use crate::error::ErrorKind;
use crate::forum_bail;
use crate::keys::{self, Index, METADATA};
use crate::model::{Comment, Post, Subreddit, Vote};
use crate::resolver::Resolvers;
use crate::store::{IndexQuery, ScanFilter, collect_entities, from_item, query_all, scan_all};
use crate::tools::id_generator::generate_entity_id;
use crate::validation::{
    MAX_BODY_LENGTH, MAX_IMAGE_LENGTH, MAX_TITLE_LENGTH, validate_id, validate_str,
    validate_topic, validate_username,
};
use crate::votes::{VoteTally, tally};
use anyhow::Context;
use futures_util::{StreamExt, TryStreamExt, stream};
use serde::{Deserialize, Serialize};

/// Number of post graphs resolved at the same time by [`Resolvers::resolve_post_graphs`].
const GRAPH_CONCURRENCY: usize = 8;

/// Input of `createPost`.
#[derive(Clone, Debug, PartialEq, Eq, Deserialize)]
pub struct NewPost {
    pub subreddit_id: String,
    pub username: String,
    pub title: String,
    #[serde(default)]
    pub body: String,
    #[serde(default)]
    pub image: String,
}

impl NewPost {
    pub fn new(subreddit_id: &str, username: &str, title: &str) -> Self {
        NewPost {
            subreddit_id: subreddit_id.to_string(),
            username: username.to_string(),
            title: title.to_string(),
            body: String::new(),
            image: String::new(),
        }
    }

    pub fn with_body(mut self, body: &str) -> Self {
        self.body = body.to_string();
        self
    }

    pub fn with_image(mut self, image: &str) -> Self {
        self.image = image.to_string();
        self
    }

    fn validate(&self) -> anyhow::Result<()> {
        validate_id("subreddit_id", &self.subreddit_id)?;
        validate_username(&self.username)?;
        validate_str("title", &self.title, 1, MAX_TITLE_LENGTH)?;
        validate_str("body", &self.body, 0, MAX_BODY_LENGTH)?;
        validate_str("image", &self.image, 0, MAX_IMAGE_LENGTH)?;

        Ok(())
    }
}

/// A post submitted by topic rather than by subreddit id.
#[derive(Clone, Debug, PartialEq, Eq, Deserialize)]
pub struct Submission {
    pub topic: String,
    pub username: String,
    pub title: String,
    #[serde(default)]
    pub body: String,
    #[serde(default)]
    pub image: String,
}

/// A post together with its resolved fields.
#[derive(Clone, Debug, PartialEq, Serialize)]
pub struct PostGraph {
    #[serde(flatten)]
    pub post: Post,
    /// Absent if the referenced subreddit no longer exists.
    pub subreddit: Option<Subreddit>,
    pub comments: Vec<Comment>,
    pub votes: Vec<Vote>,
    pub tally: VoteTally,
}

impl Resolvers {
    /// Returns every post by scanning the whole table. No order is guaranteed.
    ///
    /// The cost grows with the table, not with the number of posts.
    #[tracing::instrument(level = "debug", skip(self), err(Display))]
    pub async fn list_posts(&self) -> anyhow::Result<Vec<Post>> {
        collect_entities(scan_all(
            self.store(),
            ScanFilter::new(keys::post_key_prefix()).with_sk(METADATA),
        ))
        .await
        .context("Failed to list posts")
    }

    /// Returns the posts filed under the given topic, newest first.
    #[tracing::instrument(level = "debug", skip(self), err(Display))]
    pub async fn list_posts_by_topic(&self, topic: &str) -> anyhow::Result<Vec<Post>> {
        validate_topic(topic)?;

        let mut posts: Vec<Post> = collect_entities(query_all(
            self.store(),
            IndexQuery::new(Index::PostsByTopic, keys::topic_partition(topic)),
        ))
        .await
        .with_context(|| format!("Failed to list posts of topic '{}'", topic))?;
        posts.reverse();

        Ok(posts)
    }

    /// Fetches a post, failing with `NotFound` if it does not exist.
    #[tracing::instrument(level = "debug", skip(self), err(Display))]
    pub async fn get_post(&self, id: &str) -> anyhow::Result<Post> {
        match self.find_post(id).await? {
            Some(post) => Ok(post),
            None => forum_bail!(ErrorKind::NotFound, "Post '{}' does not exist", id),
        }
    }

    pub async fn find_post(&self, id: &str) -> anyhow::Result<Option<Post>> {
        validate_id("post_id", id)?;

        self.store()
            .get_item(&keys::post_key(id))
            .await
            .with_context(|| format!("Failed to read post '{}'", id))?
            .map(from_item)
            .transpose()
    }

    /// Field resolver `post.comment`: comments of the post, oldest first.
    #[tracing::instrument(level = "debug", skip(self), err(Display))]
    pub async fn post_comments(&self, post_id: &str) -> anyhow::Result<Vec<Comment>> {
        collect_entities(query_all(
            self.store(),
            IndexQuery::new(Index::CommentsByPost, keys::post_partition(post_id)),
        ))
        .await
        .with_context(|| format!("Failed to list comments of post '{}'", post_id))
    }

    /// Field resolver `post.vote`: votes of the post, ordered by username.
    #[tracing::instrument(level = "debug", skip(self), err(Display))]
    pub async fn post_votes(&self, post_id: &str) -> anyhow::Result<Vec<Vote>> {
        collect_entities(query_all(
            self.store(),
            IndexQuery::new(Index::VotesByPost, keys::post_partition(post_id)),
        ))
        .await
        .with_context(|| format!("Failed to list votes of post '{}'", post_id))
    }

    /// Field resolver `post.subreddit`. A dangling reference resolves to `None`.
    pub async fn post_subreddit(&self, post: &Post) -> anyhow::Result<Option<Subreddit>> {
        let subreddit = self.get_subreddit(&post.subreddit_id).await?;
        if subreddit.is_none() {
            tracing::warn!(
                "Post '{}' references missing subreddit '{}'",
                post.id,
                post.subreddit_id
            );
        }

        Ok(subreddit)
    }

    /// Resolves all fields of a post concurrently.
    #[tracing::instrument(level = "debug", skip(self, post), fields(post = %post.id), err(Display))]
    pub async fn resolve_post_graph(&self, post: Post) -> anyhow::Result<PostGraph> {
        let (subreddit, comments, votes) = tokio::try_join!(
            self.post_subreddit(&post),
            self.post_comments(&post.id),
            self.post_votes(&post.id)
        )?;
        let tally = tally(&votes);

        Ok(PostGraph {
            post,
            subreddit,
            comments,
            votes,
            tally,
        })
    }

    /// Resolves the graphs of several posts, keeping their order.
    pub async fn resolve_post_graphs(&self, posts: Vec<Post>) -> anyhow::Result<Vec<PostGraph>> {
        stream::iter(posts)
            .map(|post| self.resolve_post_graph(post))
            .buffered(GRAPH_CONCURRENCY)
            .try_collect()
            .await
    }

    /// Creates a post within an existing subreddit.
    ///
    /// The topic index key is computed from the subreddit's topic at this point in time.
    #[tracing::instrument(level = "debug", skip(self), err(Display))]
    pub async fn create_post(&self, new_post: NewPost) -> anyhow::Result<Post> {
        new_post.validate()?;

        let Some(subreddit) = self.get_subreddit(&new_post.subreddit_id).await? else {
            forum_bail!(
                ErrorKind::NotFound,
                "Subreddit '{}' does not exist",
                new_post.subreddit_id
            );
        };

        let post = Post {
            id: generate_entity_id(),
            title: new_post.title,
            body: new_post.body,
            image: new_post.image,
            username: new_post.username,
            subreddit_id: subreddit.id,
            created_at: self.now(),
        };

        self.insert(&post, &keys::post_keys(&post, &subreddit.topic))
            .await
            .with_context(|| format!("Failed to create post '{}'", post.id))?;

        tracing::info!(
            "Created post '{}' in subreddit '{}' ({})",
            post.id,
            post.subreddit_id,
            subreddit.topic
        );

        Ok(post)
    }

    /// Files a post under a topic, creating a subreddit for the topic if there is none yet.
    ///
    /// If several subreddits share the topic, the oldest one receives the post.
    #[tracing::instrument(level = "debug", skip(self), err(Display))]
    pub async fn submit_post(&self, submission: Submission) -> anyhow::Result<Post> {
        validate_topic(&submission.topic)?;

        let existing = self
            .get_subreddits_by_topic(&submission.topic)
            .await?
            .into_iter()
            .min_by(|a, b| a.created_at.cmp(&b.created_at).then_with(|| a.id.cmp(&b.id)));

        let subreddit = match existing {
            Some(subreddit) => subreddit,
            None => self.create_subreddit_by_topic(&submission.topic).await?,
        };

        self.create_post(NewPost {
            subreddit_id: subreddit.id,
            username: submission.username,
            title: submission.title,
            body: submission.body,
            image: submission.image,
        })
        .await
    }
}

• [Task to complete]: Once you find the line with "new_post.validate()?;" in the entries above, output it and each line after it up to and including the line with "receives the post.", and nothing else.

• [Solution to the exercise]:
        new_post.validate()?;

        let Some(subreddit) = self.get_subreddit(&new_post.subreddit_id).await? else {
            forum_bail!(
                ErrorKind::NotFound,
                "Subreddit '{}' does not exist",
                new_post.subreddit_id
            );
        };

        let post = Post {
            id: generate_entity_id(),
            title: new_post.title,
            body: new_post.body,
            image: new_post.image,
            username: new_post.username,
            subreddit_id: subreddit.id,
            created_at: self.now(),
        };

        self.insert(&post, &keys::post_keys(&post, &subreddit.topic))
            .await
            .with_context(|| format!("Failed to create post '{}'", post.id))?;

        tracing::info!(
            "Created post '{}' in subreddit '{}' ({})",
            post.id,
            post.subreddit_id,
            subreddit.topic
        );

        Ok(post)
    }

    /// Files a post under a topic, creating a subreddit for the topic if there is none yet.
    ///
    /// If several subreddits share the topic, the oldest one receives the post.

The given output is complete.